Todo el mundo aprecia a estas alturas un cambio de la marea no sólo en España, sino en la sociedad occidental. Hay quien lo aprecia en un retorno de la espiritualidad, aunque sea por un disco de Rosalía. Hay quien lo encuentra en el cambio de tendencias electorales. Hay también quien lo percibe como un retorno del pensamiento tradicional y conservador.
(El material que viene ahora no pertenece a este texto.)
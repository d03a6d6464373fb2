//! Task handlers. Each module takes a flat parameter object, does its work
//! through [`crate::pdf`] or a collaborator, and returns a flat result.

pub mod annotate;
pub mod compress;
pub mod decrypt;
pub mod delete_pages;
pub mod encrypt;
pub mod extract_text;
pub mod html_to_pdf;
pub mod images_to_pdf;
pub mod merge;
pub mod metadata;
pub mod ocr;
pub mod pdf_to_images;
pub mod rotate;
pub mod split;
pub mod watermark;

use crate::context::TaskContext;
use crate::error::{Result, TaskError};
use serde::de::DeserializeOwned;
use serde::Serialize;
use std::fmt;
use std::path::{Path, PathBuf};
use std::str::FromStr;

#[derive(Debug, Clone, Copy, PartialEq, Eq, Hash)]
pub enum TaskKind {
    Split,
    DeletePages,
    Rotate,
    Merge,
    Watermark,
    Annotate,
    Encrypt,
    Decrypt,
    ExtractText,
    Compress,
    Ocr,
    HtmlToPdf,
    ImagesToPdf,
    PdfToImages,
    Metadata,
}

impl TaskKind {
    pub const ALL: [TaskKind; 15] = [
        TaskKind::Split,
        TaskKind::DeletePages,
        TaskKind::Rotate,
        TaskKind::Merge,
        TaskKind::Watermark,
        TaskKind::Annotate,
        TaskKind::Encrypt,
        TaskKind::Decrypt,
        TaskKind::ExtractText,
        TaskKind::Compress,
        TaskKind::Ocr,
        TaskKind::HtmlToPdf,
        TaskKind::ImagesToPdf,
        TaskKind::PdfToImages,
        TaskKind::Metadata,
    ];

    pub fn name(self) -> &'static str {
        match self {
            TaskKind::Split => "split",
            TaskKind::DeletePages => "delete_pages",
            TaskKind::Rotate => "rotate",
            TaskKind::Merge => "merge",
            TaskKind::Watermark => "watermark",
            TaskKind::Annotate => "annotate",
            TaskKind::Encrypt => "encrypt",
            TaskKind::Decrypt => "decrypt",
            TaskKind::ExtractText => "extract_text",
            TaskKind::Compress => "compress",
            TaskKind::Ocr => "ocr",
            TaskKind::HtmlToPdf => "html_to_pdf",
            TaskKind::ImagesToPdf => "images_to_pdf",
            TaskKind::PdfToImages => "pdf_to_images",
            TaskKind::Metadata => "metadata",
        }
    }

    /// Operation phrase that starts every user-facing failure message.
    pub fn failure_prefix(self) -> &'static str {
        match self {
            TaskKind::Split => "Error splitting PDF",
            TaskKind::DeletePages => "Error deleting pages from PDF",
            TaskKind::Rotate => "Error rotating PDF",
            TaskKind::Merge => "Error merging PDFs",
            TaskKind::Watermark => "Error adding watermark to PDF",
            TaskKind::Annotate => "Error adding annotation to PDF",
            TaskKind::Encrypt => "Error encrypting PDF",
            TaskKind::Decrypt => "Error decrypting PDF",
            TaskKind::ExtractText => "Error extracting text from PDF",
            TaskKind::Compress => "Error compressing PDF",
            TaskKind::Ocr => "Error performing OCR on PDF",
            TaskKind::HtmlToPdf => "Error converting HTML to PDF",
            TaskKind::ImagesToPdf => "Error converting images to PDF",
            TaskKind::PdfToImages => "Error converting PDF to images",
            TaskKind::Metadata => "Error reading PDF metadata",
        }
    }

    /// `"<prefix>: <error>"`, the message every surface shows.
    pub fn describe_failure(self, err: &TaskError) -> String {
        format!("{}: {}", self.failure_prefix(), err)
    }

    /// Run the task on a JSON parameter object, returning its JSON result.
    pub fn run_json(
        self,
        params: serde_json::Value,
        ctx: &TaskContext,
    ) -> Result<serde_json::Value> {
        match self {
            TaskKind::Split => dispatch(split::run, params, ctx),
            TaskKind::DeletePages => dispatch(delete_pages::run, params, ctx),
            TaskKind::Rotate => dispatch(rotate::run, params, ctx),
            TaskKind::Merge => dispatch(merge::run, params, ctx),
            TaskKind::Watermark => dispatch(watermark::run, params, ctx),
            TaskKind::Annotate => dispatch(annotate::run, params, ctx),
            TaskKind::Encrypt => dispatch(encrypt::run, params, ctx),
            TaskKind::Decrypt => dispatch(decrypt::run, params, ctx),
            TaskKind::ExtractText => dispatch(extract_text::run, params, ctx),
            TaskKind::Compress => dispatch(compress::run, params, ctx),
            TaskKind::Ocr => dispatch(ocr::run, params, ctx),
            TaskKind::HtmlToPdf => dispatch(html_to_pdf::run, params, ctx),
            TaskKind::ImagesToPdf => dispatch(images_to_pdf::run, params, ctx),
            TaskKind::PdfToImages => dispatch(pdf_to_images::run, params, ctx),
            TaskKind::Metadata => dispatch(metadata::run, params, ctx),
        }
    }
}

impl fmt::Display for TaskKind {
    fn fmt(&self, f: &mut fmt::Formatter<'_>) -> fmt::Result {
        f.write_str(self.name())
    }
}

impl FromStr for TaskKind {
    type Err = TaskError;

    /// Accepts snake_case or kebab-case names.
    fn from_str(s: &str) -> Result<Self> {
        let name = s.trim().replace('-', "_");
        TaskKind::ALL
            .into_iter()
            .find(|kind| kind.name() == name)
            .ok_or_else(|| TaskError::invalid_parameter(format!("unknown task '{}'", s)))
    }
}

fn dispatch<P, O>(
    run: fn(P, &TaskContext) -> Result<O>,
    params: serde_json::Value,
    ctx: &TaskContext,
) -> Result<serde_json::Value>
where
    P: DeserializeOwned,
    O: Serialize,
{
    let params: P = serde_json::from_value(params)
        .map_err(|e| TaskError::invalid_parameter(e.to_string()))?;
    let output = run(params, ctx)?;
    serde_json::to_value(output).map_err(|e| TaskError::library("Failed to encode result", e))
}

/// File name without directory or extension, `"document"` if there is none.
pub(crate) fn file_stem(path: &Path) -> String {
    path.file_stem()
        .map(|s| s.to_string_lossy().into_owned())
        .unwrap_or_else(|| "document".to_string())
}

/// `name` inside the context's session directory, creating the directory.
pub(crate) fn session_output(ctx: &TaskContext, name: &str) -> Result<PathBuf> {
    Ok(ctx.ensure_session_dir()?.join(name))
}

/// A required string parameter that must not be blank.
pub(crate) fn require_text<'a>(value: &'a str, name: &str) -> Result<&'a str> {
    if value.trim().is_empty() {
        return Err(TaskError::invalid_parameter(format!("{} must not be empty", name)));
    }
    Ok(value)
}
Hasta hace poco se pensaba, por ejemplo, que el catolicismo se encontraba en una tremenda crisis porque el número de españoles que se declaran católicos había bajado del 60%, y de este 60% menos aún eran practicantes o cumplían puntualmente con todos los sacramentos. Tal vez no apreciábamos bien, sin embargo, lo difícil que es aglutinar a un 55% o un 60% de los españoles en torno a una misma creencia y una escala de valores en una sociedad libre. Las ideas de quienes hablaban de la crisis del cristianismo o incluso de su extinción a lo mejor no representaban ni al 20% de la sociedad, pero ya estaban encargando una lápida para Dios. Como alguien dijo respecto a la muerte de Dios, parece que es a Nietschze al que últimamente se le ve mal color. Al igual que en política la sensación de éxito o de fracaso es en buena medida un juego de expectativas. Es en este sentido, por venir de una adhesión al cristianismo en España del 90%, a lo mejor teníamos por desastroso un milagroso 60%. Poco antes de ese 90% habíamos tenido una Guerra Civil en la que se habían quemado las iglesias y se había exterminado a los curas y monjas.
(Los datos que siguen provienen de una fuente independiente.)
//! Configuration: task defaults and collaborator tool locations.
//!
//! Every optional task parameter falls back to a field of [`Defaults`], so the
//! defaulting rules live in one place instead of being repeated per task.

use crate::error::{Result, TaskError};
use crate::page_range::{OutOfRangePolicy, PageSelector};
use serde::{Deserialize, Serialize};
use std::path::{Path, PathBuf};

/// Environment variable naming a JSON configuration file.
pub const CONFIG_ENV: &str = "PDFTASK_CONFIG";

#[derive(Debug, Clone, Default, Serialize, Deserialize)]
#[serde(default)]
pub struct Config {
    pub defaults: Defaults,
    pub tools: ToolPaths,
    /// Directory for per-job outputs when a task has no explicit output path.
    /// Default: `<system temp>/pdftask`.
    pub session_dir: Option<PathBuf>,
}

/// Fallback values for optional task parameters.
#[derive(Debug, Clone, Serialize, Deserialize)]
#[serde(default)]
pub struct Defaults {
    /// Policy for single page numbers outside the document.
    pub out_of_range: OutOfRangePolicy,
    pub pages_per_part: u32,
    pub filename_prefix: String,
    pub compression_level: u32,
    pub optimize_images: bool,
    pub remove_metadata: bool,
    pub preserve_formatting: bool,
    pub ocr_language: String,
    pub ocr_dpi: u32,
    /// Words recognized below this confidence are left out of the text layer.
    pub ocr_min_confidence: f32,
    pub raster_dpi: u32,
    pub annotation_color: String,
    pub annotation_x: f32,
    pub annotation_y: f32,
    pub watermark_opacity: f32,
    pub watermark_font_size: f32,
    /// Degrees counter-clockwise.
    pub watermark_rotation: f32,
    pub watermark_color: String,
    pub page_size: String,
    /// HTML page margins in millimetres.
    pub html_margin: f32,
    /// Pixels per inch assumed when an image becomes a page.
    pub image_resolution: f32,
}

impl Default for Defaults {
    fn default() -> Self {
        Self {
            out_of_range: OutOfRangePolicy::Ignore,
            pages_per_part: 10,
            filename_prefix: "page".to_string(),
            compression_level: 6,
            optimize_images: true,
            remove_metadata: true,
            preserve_formatting: true,
            ocr_language: "eng".to_string(),
            ocr_dpi: 300,
            ocr_min_confidence: 30.0,
            raster_dpi: 200,
            annotation_color: "#7D7FE9".to_string(),
            annotation_x: 0.1,
            annotation_y: 0.9,
            watermark_opacity: 0.3,
            watermark_font_size: 48.0,
            watermark_rotation: 45.0,
            watermark_color: "#808080".to_string(),
            page_size: "A4".to_string(),
            html_margin: 20.0,
            image_resolution: 100.0,
        }
    }
}

impl Defaults {
    pub fn page_selector(&self) -> PageSelector {
        PageSelector::new(self.out_of_range)
    }
}

/// Explicit locations of external programs. `None` means search `PATH`.
#[derive(Debug, Clone, Default, Serialize, Deserialize)]
#[serde(default)]
pub struct ToolPaths {
    pub pdftoppm: Option<PathBuf>,
    pub tesseract: Option<PathBuf>,
    pub weasyprint: Option<PathBuf>,
    pub wkhtmltopdf: Option<PathBuf>,
    pub qpdf: Option<PathBuf>,
}

impl Config {
    /// Load configuration from `path`, or from `$PDFTASK_CONFIG`, or use defaults.
    pub fn load(path: Option<&Path>) -> Result<Self> {
        let path = match path {
            Some(p) => Some(p.to_path_buf()),
            None => std::env::var_os(CONFIG_ENV).map(PathBuf::from),
        };

        let config = match path {
            Some(path) => {
                let text = std::fs::read_to_string(&path).map_err(|e| {
                    TaskError::invalid_parameter(format!(
                        "cannot read config {}: {}",
                        path.display(),
                        e
                    ))
                })?;
                let config: Config = serde_json::from_str(&text).map_err(|e| {
                    TaskError::invalid_parameter(format!(
                        "invalid config {}: {}",
                        path.display(),
                        e
                    ))
                })?;
                tracing::debug!(path = %path.display(), "Loaded configuration");
                config
            }
            None => Config::default(),
        };

        config.validate()?;
        Ok(config)
    }

    /// Validate the configuration.
    pub fn validate(&self) -> Result<()> {
        let d = &self.defaults;
        if d.pages_per_part == 0 {
            return Err(TaskError::invalid_parameter(
                "defaults.pages_per_part must be at least 1",
            ));
        }
        if d.compression_level > 9 {
            return Err(TaskError::invalid_parameter(
                "defaults.compression_level must be between 0 and 9",
            ));
        }
        if d.ocr_dpi == 0 || d.raster_dpi == 0 {
            return Err(TaskError::invalid_parameter("DPI defaults must be greater than 0"));
        }
        if !(0.0..=1.0).contains(&d.watermark_opacity) {
            return Err(TaskError::invalid_parameter(
                "defaults.watermark_opacity must be between 0 and 1",
            ));
        }
        if d.image_resolution <= 0.0 {
            return Err(TaskError::invalid_parameter(
                "defaults.image_resolution must be greater than 0",
            ));
        }
        if d.filename_prefix.is_empty() {
            return Err(TaskError::invalid_parameter(
                "defaults.filename_prefix must not be empty",
            ));
        }
        Ok(())
    }

    pub fn session_dir(&self) -> PathBuf {
        self.session_dir
            .clone()
            .unwrap_or_else(|| std::env::temp_dir().join("pdftask"))
    }
}

#[cfg(test)]
mod tests {
    use super::*;

    #[test]
    fn test_defaults_match_documented_values() {
        let d = Defaults::default();
        assert_eq!(d.pages_per_part, 10);
        assert_eq!(d.filename_prefix, "page");
        assert_eq!(d.compression_level, 6);
        assert_eq!(d.annotation_color, "#7D7FE9");
        assert_eq!(d.out_of_range, OutOfRangePolicy::Ignore);
    }

    #[test]
    fn test_partial_config_fills_in_defaults() {
        let config: Config =
            serde_json::from_str(r#"{"defaults": {"pages_per_part": 4, "out_of_range": "reject"}}"#)
                .unwrap();
        assert_eq!(config.defaults.pages_per_part, 4);
        assert_eq!(config.defaults.out_of_range, OutOfRangePolicy::Reject);
        assert_eq!(config.defaults.ocr_language, "eng");
        assert!(config.tools.tesseract.is_none());
    }

    #[test]
    fn test_validate_rejects_zero_pages_per_part() {
        let mut config = Config::default();
        config.defaults.pages_per_part = 0;
        assert!(config.validate().is_err());
    }

    #[test]
    fn test_validate_rejects_compression_level_out_of_range() {
        let mut config = Config::default();
        config.defaults.compression_level = 12;
        assert!(config.validate().is_err());
    }

    #[test]
    fn test_load_from_file() {
        let dir = tempfile::tempdir().unwrap();
        let path = dir.path().join("config.json");
        std::fs::write(&path, r#"{"tools": {"tesseract": "/opt/bin/tesseract"}}"#).unwrap();

        let config = Config::load(Some(&path)).unwrap();
        assert_eq!(
            config.tools.tesseract.as_deref(),
            Some(Path::new("/opt/bin/tesseract"))
        );
    }

    #[test]
    fn test_load_reports_bad_json() {
        let dir = tempfile::tempdir().unwrap();
        let path = dir.path().join("config.json");
        std::fs::write(&path, "{not json").unwrap();
        assert!(Config::load(Some(&path)).is_err());
    }
}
Sea como sea estamos ante una nueva ola conservadora. Así podemos calificar sin duda a muchos de los youtubers e influencers de todo pelaje que podemos encontrar en las redes sociales. De todo pelaje porque el aspecto de muchos de ellos poco tiene que ver con el esterotipo que muchas veces tenemos de una persona conservadora. Su discurso sin embargo es, con todos los matices que se quiera, inequívocamente conservador.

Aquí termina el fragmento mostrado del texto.